* **Exercise directions**: Starting at the first line below, copy through to the last line exactly.

Dataset items
►

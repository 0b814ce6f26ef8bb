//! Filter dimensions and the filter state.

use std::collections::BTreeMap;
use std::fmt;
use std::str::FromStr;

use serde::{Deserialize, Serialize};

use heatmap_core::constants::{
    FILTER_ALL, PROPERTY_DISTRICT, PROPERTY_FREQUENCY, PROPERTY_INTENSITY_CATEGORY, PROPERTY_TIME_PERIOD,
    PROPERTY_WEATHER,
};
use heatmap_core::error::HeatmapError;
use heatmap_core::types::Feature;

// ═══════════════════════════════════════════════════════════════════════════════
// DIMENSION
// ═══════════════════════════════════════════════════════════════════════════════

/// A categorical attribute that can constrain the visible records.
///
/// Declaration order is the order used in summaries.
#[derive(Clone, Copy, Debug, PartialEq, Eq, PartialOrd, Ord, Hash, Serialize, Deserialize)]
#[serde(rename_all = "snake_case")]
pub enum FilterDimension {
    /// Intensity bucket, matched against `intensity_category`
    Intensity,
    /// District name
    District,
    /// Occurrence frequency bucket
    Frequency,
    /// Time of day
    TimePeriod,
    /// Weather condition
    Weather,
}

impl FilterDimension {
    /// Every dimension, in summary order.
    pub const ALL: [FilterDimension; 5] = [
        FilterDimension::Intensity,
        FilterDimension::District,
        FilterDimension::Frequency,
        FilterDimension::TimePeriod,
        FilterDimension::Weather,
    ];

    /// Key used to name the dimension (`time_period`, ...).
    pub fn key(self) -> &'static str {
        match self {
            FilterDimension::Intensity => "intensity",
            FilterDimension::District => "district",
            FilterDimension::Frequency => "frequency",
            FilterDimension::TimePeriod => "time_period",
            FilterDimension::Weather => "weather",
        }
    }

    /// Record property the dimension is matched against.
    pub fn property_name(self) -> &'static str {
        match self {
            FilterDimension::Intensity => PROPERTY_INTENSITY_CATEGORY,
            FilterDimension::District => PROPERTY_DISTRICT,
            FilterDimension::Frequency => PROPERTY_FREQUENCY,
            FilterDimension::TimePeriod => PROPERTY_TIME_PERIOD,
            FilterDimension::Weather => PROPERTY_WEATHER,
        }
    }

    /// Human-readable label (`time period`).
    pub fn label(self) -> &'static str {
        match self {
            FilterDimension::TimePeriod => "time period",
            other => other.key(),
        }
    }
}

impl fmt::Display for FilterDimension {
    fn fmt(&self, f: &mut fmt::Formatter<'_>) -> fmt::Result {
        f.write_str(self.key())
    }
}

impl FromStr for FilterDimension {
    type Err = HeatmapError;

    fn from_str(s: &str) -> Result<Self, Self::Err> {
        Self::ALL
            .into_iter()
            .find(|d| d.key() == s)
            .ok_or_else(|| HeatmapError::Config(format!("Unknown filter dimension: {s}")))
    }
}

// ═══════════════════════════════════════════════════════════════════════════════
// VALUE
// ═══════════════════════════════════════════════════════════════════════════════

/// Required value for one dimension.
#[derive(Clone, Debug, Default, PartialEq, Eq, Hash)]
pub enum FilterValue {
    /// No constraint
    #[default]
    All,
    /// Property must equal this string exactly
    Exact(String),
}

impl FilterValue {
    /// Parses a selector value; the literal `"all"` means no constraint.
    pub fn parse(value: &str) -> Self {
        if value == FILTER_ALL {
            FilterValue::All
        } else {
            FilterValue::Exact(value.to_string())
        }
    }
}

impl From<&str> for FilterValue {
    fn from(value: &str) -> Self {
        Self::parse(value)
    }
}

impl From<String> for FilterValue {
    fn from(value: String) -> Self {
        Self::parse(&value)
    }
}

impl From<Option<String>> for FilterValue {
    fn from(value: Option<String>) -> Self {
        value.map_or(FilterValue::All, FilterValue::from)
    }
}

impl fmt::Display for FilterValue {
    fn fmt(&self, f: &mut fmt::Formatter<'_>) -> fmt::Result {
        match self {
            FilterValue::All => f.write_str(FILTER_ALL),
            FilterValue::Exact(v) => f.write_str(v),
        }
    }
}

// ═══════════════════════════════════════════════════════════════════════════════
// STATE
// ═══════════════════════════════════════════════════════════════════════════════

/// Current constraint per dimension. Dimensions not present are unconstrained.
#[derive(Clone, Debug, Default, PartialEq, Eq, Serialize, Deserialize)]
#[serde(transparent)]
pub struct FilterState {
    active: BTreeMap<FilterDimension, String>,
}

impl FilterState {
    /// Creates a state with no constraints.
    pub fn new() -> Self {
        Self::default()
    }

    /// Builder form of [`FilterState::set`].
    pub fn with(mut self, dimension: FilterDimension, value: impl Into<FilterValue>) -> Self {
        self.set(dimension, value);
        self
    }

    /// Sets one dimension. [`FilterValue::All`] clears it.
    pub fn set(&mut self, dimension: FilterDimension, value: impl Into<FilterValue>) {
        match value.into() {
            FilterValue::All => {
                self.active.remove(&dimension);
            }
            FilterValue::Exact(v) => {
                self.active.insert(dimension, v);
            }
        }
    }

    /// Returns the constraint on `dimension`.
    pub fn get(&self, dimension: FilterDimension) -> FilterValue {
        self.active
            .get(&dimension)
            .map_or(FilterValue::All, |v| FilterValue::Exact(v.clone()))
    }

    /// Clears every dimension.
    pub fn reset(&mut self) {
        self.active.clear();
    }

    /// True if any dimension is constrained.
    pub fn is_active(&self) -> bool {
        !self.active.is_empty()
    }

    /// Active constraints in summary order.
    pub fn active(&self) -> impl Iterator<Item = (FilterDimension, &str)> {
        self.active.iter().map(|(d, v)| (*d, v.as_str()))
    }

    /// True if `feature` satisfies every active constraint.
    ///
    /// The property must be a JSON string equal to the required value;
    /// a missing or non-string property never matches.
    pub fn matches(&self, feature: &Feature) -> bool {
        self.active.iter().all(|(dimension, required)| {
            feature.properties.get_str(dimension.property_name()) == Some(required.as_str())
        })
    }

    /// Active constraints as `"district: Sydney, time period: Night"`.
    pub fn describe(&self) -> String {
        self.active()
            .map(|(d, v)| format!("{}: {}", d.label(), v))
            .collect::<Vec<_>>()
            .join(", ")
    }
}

◄

* **Exercise response**:
repository 0b814ce6f26ef8bb
//! Filter dimensions and the filter state.

use std::collections::BTreeMap;
use std::fmt;
use std::str::FromStr;

use serde::{Deserialize, Serialize};

use heatmap_core::constants::{
    FILTER_ALL, PROPERTY_DISTRICT, PROPERTY_FREQUENCY, PROPERTY_INTENSITY_CATEGORY, PROPERTY_TIME_PERIOD,
    PROPERTY_WEATHER,
};
use heatmap_core::error::HeatmapError;
use heatmap_core::types::Feature;

// ═══════════════════════════════════════════════════════════════════════════════
// DIMENSION
// ═══════════════════════════════════════════════════════════════════════════════

/// A categorical attribute that can constrain the visible records.
///
/// Declaration order is the order used in summaries.
#[derive(Clone, Copy, Debug, PartialEq, Eq, PartialOrd, Ord, Hash, Serialize, Deserialize)]
#[serde(rename_all = "snake_case")]
pub enum FilterDimension {
    /// Intensity bucket, matched against `intensity_category`
    Intensity,
    /// District name
    District,
    /// Occurrence frequency bucket
    Frequency,
    /// Time of day
    TimePeriod,
    /// Weather condition
    Weather,
}

impl FilterDimension {
    /// Every dimension, in summary order.
    pub const ALL: [FilterDimension; 5] = [
        FilterDimension::Intensity,
        FilterDimension::District,
        FilterDimension::Frequency,
        FilterDimension::TimePeriod,
        FilterDimension::Weather,
    ];

    /// Key used to name the dimension (`time_period`, ...).
    pub fn key(self) -> &'static str {
        match self {
            FilterDimension::Intensity => "intensity",
            FilterDimension::District => "district",
            FilterDimension::Frequency => "frequency",
            FilterDimension::TimePeriod => "time_period",
            FilterDimension::Weather => "weather",
        }
    }

    /// Record property the dimension is matched against.
    pub fn property_name(self) -> &'static str {
        match self {
            FilterDimension::Intensity => PROPERTY_INTENSITY_CATEGORY,
            FilterDimension::District => PROPERTY_DISTRICT,
            FilterDimension::Frequency => PROPERTY_FREQUENCY,
            FilterDimension::TimePeriod => PROPERTY_TIME_PERIOD,
            FilterDimension::Weather => PROPERTY_WEATHER,
        }
    }

    /// Human-readable label (`time period`).
    pub fn label(self) -> &'static str {
        match self {
            FilterDimension::TimePeriod => "time period",
            other => other.key(),
        }
    }
}

impl fmt::Display for FilterDimension {
    fn fmt(&self, f: &mut fmt::Formatter<'_>) -> fmt::Result {
        f.write_str(self.key())
    }
}

impl FromStr for FilterDimension {
    type Err = HeatmapError;

    fn from_str(s: &str) -> Result<Self, Self::Err> {
        Self::ALL
            .into_iter()
            .find(|d| d.key() == s)
            .ok_or_else(|| HeatmapError::Config(format!("Unknown filter dimension: {s}")))
    }
}

// ═══════════════════════════════════════════════════════════════════════════════
// VALUE
// ═══════════════════════════════════════════════════════════════════════════════

/// Required value for one dimension.
#[derive(Clone, Debug, Default, PartialEq, Eq, Hash)]
pub enum FilterValue {
    /// No constraint
    #[default]
    All,
    /// Property must equal this string exactly
    Exact(String),
}

impl FilterValue {
    /// Parses a selector value; the literal `"all"` means no constraint.
    pub fn parse(value: &str) -> Self {
        if value == FILTER_ALL {
            FilterValue::All
        } else {
            FilterValue::Exact(value.to_string())
        }
    }
}

impl From<&str> for FilterValue {
    fn from(value: &str) -> Self {
        Self::parse(value)
    }
}

impl From<String> for FilterValue {
    fn from(value: String) -> Self {
        Self::parse(&value)
    }
}

impl From<Option<String>> for FilterValue {
    fn from(value: Option<String>) -> Self {
        value.map_or(FilterValue::All, FilterValue::from)
    }
}

impl fmt::Display for FilterValue {
    fn fmt(&self, f: &mut fmt::Formatter<'_>) -> fmt::Result {
        match self {
            FilterValue::All => f.write_str(FILTER_ALL),
            FilterValue::Exact(v) => f.write_str(v),
        }
    }
}

// ═══════════════════════════════════════════════════════════════════════════════
// STATE
// ═══════════════════════════════════════════════════════════════════════════════

/// Current constraint per dimension. Dimensions not present are unconstrained.
#[derive(Clone, Debug, Default, PartialEq, Eq, Serialize, Deserialize)]
#[serde(transparent)]
pub struct FilterState {
    active: BTreeMap<FilterDimension, String>,
}

impl FilterState {
    /// Creates a state with no constraints.
    pub fn new() -> Self {
        Self::default()
    }

    /// Builder form of [`FilterState::set`].
    pub fn with(mut self, dimension: FilterDimension, value: impl Into<FilterValue>) -> Self {
        self.set(dimension, value);
        self
    }

    /// Sets one dimension. [`FilterValue::All`] clears it.
    pub fn set(&mut self, dimension: FilterDimension, value: impl Into<FilterValue>) {
        match value.into() {
            FilterValue::All => {
                self.active.remove(&dimension);
            }
            FilterValue::Exact(v) => {
                self.active.insert(dimension, v);
            }
        }
    }

    /// Returns the constraint on `dimension`.
    pub fn get(&self, dimension: FilterDimension) -> FilterValue {
        self.active
            .get(&dimension)
            .map_or(FilterValue::All, |v| FilterValue::Exact(v.clone()))
    }

    /// Clears every dimension.
    pub fn reset(&mut self) {
        self.active.clear();
    }

    /// True if any dimension is constrained.
    pub fn is_active(&self) -> bool {
        !self.active.is_empty()
    }

    /// Active constraints in summary order.
    pub fn active(&self) -> impl Iterator<Item = (FilterDimension, &str)> {
        self.active.iter().map(|(d, v)| (*d, v.as_str()))
    }

    /// True if `feature` satisfies every active constraint.
    ///
    /// The property must be a JSON string equal to the required value;
    /// a missing or non-string property never matches.
    pub fn matches(&self, feature: &Feature) -> bool {
        self.active.iter().all(|(dimension, required)| {
            feature.properties.get_str(dimension.property_name()) == Some(required.as_str())
        })
    }

    /// Active constraints as `"district: Sydney, time period: Night"`.
    pub fn describe(&self) -> String {
        self.active()
            .map(|(d, v)| format!("{}: {}", d.label(), v))
            .collect::<Vec<_>>()
            .join(", ")
    }
}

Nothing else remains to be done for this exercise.